§ WORK ORDER:
Word for word, return the lines from the start of the entries below through the line that has "let meta = std::fs::metadata(&cfg.input)".

§ TASK INPUTS:
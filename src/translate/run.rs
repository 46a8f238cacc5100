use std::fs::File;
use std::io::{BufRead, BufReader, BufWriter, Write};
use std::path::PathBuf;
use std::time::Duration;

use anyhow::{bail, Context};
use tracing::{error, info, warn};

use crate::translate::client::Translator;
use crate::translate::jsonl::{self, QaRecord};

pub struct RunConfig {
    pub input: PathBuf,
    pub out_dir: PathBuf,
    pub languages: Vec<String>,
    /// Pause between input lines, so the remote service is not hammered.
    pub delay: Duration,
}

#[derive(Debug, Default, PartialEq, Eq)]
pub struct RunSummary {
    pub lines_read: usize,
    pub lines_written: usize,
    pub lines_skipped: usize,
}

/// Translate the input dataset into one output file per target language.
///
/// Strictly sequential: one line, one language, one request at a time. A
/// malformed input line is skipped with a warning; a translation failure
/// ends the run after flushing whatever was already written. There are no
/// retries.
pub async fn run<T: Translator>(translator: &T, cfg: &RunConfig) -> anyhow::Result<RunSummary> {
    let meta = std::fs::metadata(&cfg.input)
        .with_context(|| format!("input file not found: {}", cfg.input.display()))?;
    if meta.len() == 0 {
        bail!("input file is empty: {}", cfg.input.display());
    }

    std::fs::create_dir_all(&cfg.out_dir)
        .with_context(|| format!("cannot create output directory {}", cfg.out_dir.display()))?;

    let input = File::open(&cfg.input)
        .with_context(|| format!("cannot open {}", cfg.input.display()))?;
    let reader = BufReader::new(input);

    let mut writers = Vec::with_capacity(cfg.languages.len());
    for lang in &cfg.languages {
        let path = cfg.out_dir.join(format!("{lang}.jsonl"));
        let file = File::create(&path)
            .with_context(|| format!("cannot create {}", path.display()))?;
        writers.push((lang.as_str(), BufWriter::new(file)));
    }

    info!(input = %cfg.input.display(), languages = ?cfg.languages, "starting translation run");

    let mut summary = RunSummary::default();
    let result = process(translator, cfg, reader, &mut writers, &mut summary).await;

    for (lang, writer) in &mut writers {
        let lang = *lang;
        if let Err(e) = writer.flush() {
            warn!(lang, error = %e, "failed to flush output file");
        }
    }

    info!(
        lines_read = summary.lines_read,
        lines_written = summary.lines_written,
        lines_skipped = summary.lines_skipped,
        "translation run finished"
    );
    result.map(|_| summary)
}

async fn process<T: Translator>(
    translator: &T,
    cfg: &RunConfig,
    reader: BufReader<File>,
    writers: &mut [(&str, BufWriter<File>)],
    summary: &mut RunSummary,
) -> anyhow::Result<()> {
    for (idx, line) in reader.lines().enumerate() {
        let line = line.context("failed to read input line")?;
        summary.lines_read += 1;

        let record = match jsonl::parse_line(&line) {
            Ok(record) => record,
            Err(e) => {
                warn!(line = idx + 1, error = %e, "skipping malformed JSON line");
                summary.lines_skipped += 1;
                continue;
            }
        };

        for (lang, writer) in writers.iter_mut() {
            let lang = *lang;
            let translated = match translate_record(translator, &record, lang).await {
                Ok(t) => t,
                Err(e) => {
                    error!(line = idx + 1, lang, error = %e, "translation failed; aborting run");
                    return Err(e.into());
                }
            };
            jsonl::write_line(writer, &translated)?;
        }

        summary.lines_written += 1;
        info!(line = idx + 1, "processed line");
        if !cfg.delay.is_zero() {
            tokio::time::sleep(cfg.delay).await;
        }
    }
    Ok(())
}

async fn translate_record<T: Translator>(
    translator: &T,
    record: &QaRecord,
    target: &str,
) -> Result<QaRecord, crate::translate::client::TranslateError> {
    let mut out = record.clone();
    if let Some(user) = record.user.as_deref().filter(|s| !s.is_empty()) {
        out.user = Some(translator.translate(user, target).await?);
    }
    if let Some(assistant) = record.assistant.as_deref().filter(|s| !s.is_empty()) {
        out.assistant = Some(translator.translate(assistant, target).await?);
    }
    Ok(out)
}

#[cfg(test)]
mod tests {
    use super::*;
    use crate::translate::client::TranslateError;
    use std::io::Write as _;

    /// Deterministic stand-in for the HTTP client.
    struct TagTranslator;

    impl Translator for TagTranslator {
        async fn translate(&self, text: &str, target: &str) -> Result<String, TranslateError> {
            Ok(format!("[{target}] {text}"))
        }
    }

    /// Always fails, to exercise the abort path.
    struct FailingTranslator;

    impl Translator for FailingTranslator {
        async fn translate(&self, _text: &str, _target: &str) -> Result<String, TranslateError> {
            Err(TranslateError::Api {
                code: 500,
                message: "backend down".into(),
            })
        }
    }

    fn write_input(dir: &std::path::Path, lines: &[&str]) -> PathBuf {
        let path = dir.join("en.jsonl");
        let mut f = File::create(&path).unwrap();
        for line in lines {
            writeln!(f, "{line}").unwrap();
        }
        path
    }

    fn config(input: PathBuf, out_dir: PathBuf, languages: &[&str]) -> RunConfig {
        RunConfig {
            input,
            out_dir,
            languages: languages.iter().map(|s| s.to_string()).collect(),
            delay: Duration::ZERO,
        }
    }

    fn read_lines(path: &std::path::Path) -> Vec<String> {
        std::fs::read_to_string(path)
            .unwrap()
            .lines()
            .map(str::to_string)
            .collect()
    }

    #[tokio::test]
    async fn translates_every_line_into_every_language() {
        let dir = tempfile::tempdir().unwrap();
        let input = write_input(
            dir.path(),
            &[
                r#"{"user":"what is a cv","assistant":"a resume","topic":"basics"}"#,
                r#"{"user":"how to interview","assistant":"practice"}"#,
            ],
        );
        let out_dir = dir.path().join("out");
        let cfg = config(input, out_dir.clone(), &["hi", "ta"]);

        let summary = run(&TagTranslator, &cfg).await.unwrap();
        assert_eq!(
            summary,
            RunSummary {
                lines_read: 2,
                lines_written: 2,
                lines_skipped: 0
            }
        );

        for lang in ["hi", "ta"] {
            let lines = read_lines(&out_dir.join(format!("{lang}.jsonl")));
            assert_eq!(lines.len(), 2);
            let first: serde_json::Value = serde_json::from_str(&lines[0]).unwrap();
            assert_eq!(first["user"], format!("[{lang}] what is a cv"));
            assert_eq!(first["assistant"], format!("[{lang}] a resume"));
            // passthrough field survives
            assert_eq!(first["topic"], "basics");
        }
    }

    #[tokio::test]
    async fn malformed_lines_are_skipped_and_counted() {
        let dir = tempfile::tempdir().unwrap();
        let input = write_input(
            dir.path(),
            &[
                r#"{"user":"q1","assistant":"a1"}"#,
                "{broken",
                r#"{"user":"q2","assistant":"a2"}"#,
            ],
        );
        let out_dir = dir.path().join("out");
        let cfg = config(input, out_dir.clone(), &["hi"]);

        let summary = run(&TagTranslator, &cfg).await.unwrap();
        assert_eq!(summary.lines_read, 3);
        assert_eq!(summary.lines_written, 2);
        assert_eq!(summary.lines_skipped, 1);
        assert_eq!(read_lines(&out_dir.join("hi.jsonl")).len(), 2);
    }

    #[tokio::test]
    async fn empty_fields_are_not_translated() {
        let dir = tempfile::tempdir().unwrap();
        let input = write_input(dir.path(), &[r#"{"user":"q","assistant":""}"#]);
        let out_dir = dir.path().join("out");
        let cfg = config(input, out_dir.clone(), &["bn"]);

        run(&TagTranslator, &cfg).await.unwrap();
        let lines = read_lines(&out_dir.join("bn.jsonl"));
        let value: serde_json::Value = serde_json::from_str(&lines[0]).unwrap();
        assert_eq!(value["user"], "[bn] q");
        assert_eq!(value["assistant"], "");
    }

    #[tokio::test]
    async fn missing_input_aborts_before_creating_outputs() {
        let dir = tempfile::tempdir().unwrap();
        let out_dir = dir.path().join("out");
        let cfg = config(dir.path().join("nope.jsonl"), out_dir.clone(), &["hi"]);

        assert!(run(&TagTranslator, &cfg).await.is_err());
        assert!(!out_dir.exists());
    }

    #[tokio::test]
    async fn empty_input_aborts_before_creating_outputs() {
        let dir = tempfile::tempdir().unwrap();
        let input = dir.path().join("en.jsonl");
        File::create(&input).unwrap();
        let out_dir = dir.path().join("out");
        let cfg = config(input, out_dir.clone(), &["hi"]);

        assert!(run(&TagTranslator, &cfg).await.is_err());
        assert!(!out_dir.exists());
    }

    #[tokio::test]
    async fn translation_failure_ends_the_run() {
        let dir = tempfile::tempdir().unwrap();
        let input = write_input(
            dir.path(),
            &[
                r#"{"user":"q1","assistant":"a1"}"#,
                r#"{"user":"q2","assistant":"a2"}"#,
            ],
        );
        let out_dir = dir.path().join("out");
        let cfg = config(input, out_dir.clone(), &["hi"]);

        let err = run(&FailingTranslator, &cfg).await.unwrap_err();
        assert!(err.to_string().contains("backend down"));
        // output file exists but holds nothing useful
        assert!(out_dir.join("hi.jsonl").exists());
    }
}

§ RESULT FOR THIS TASK:
filename src/translate/run.rs
repository 46a8f238cacc5100
use std::fs::File;
use std::io::{BufRead, BufReader, BufWriter, Write};
use std::path::PathBuf;
use std::time::Duration;

use anyhow::{bail, Context};
use tracing::{error, info, warn};

use crate::translate::client::Translator;
use crate::translate::jsonl::{self, QaRecord};

pub struct RunConfig {
    pub input: PathBuf,
    pub out_dir: PathBuf,
    pub languages: Vec<String>,
    /// Pause between input lines, so the remote service is not hammered.
    pub delay: Duration,
}

#[derive(Debug, Default, PartialEq, Eq)]
pub struct RunSummary {
    pub lines_read: usize,
    pub lines_written: usize,
    pub lines_skipped: usize,
}

/// Translate the input dataset into one output file per target language.
///
/// Strictly sequential: one line, one language, one request at a time. A
/// malformed input line is skipped with a warning; a translation failure
/// ends the run after flushing whatever was already written. There are no
/// retries.
pub async fn run<T: Translator>(translator: &T, cfg: &RunConfig) -> anyhow::Result<RunSummary> {
    let meta = std::fs::metadata(&cfg.input)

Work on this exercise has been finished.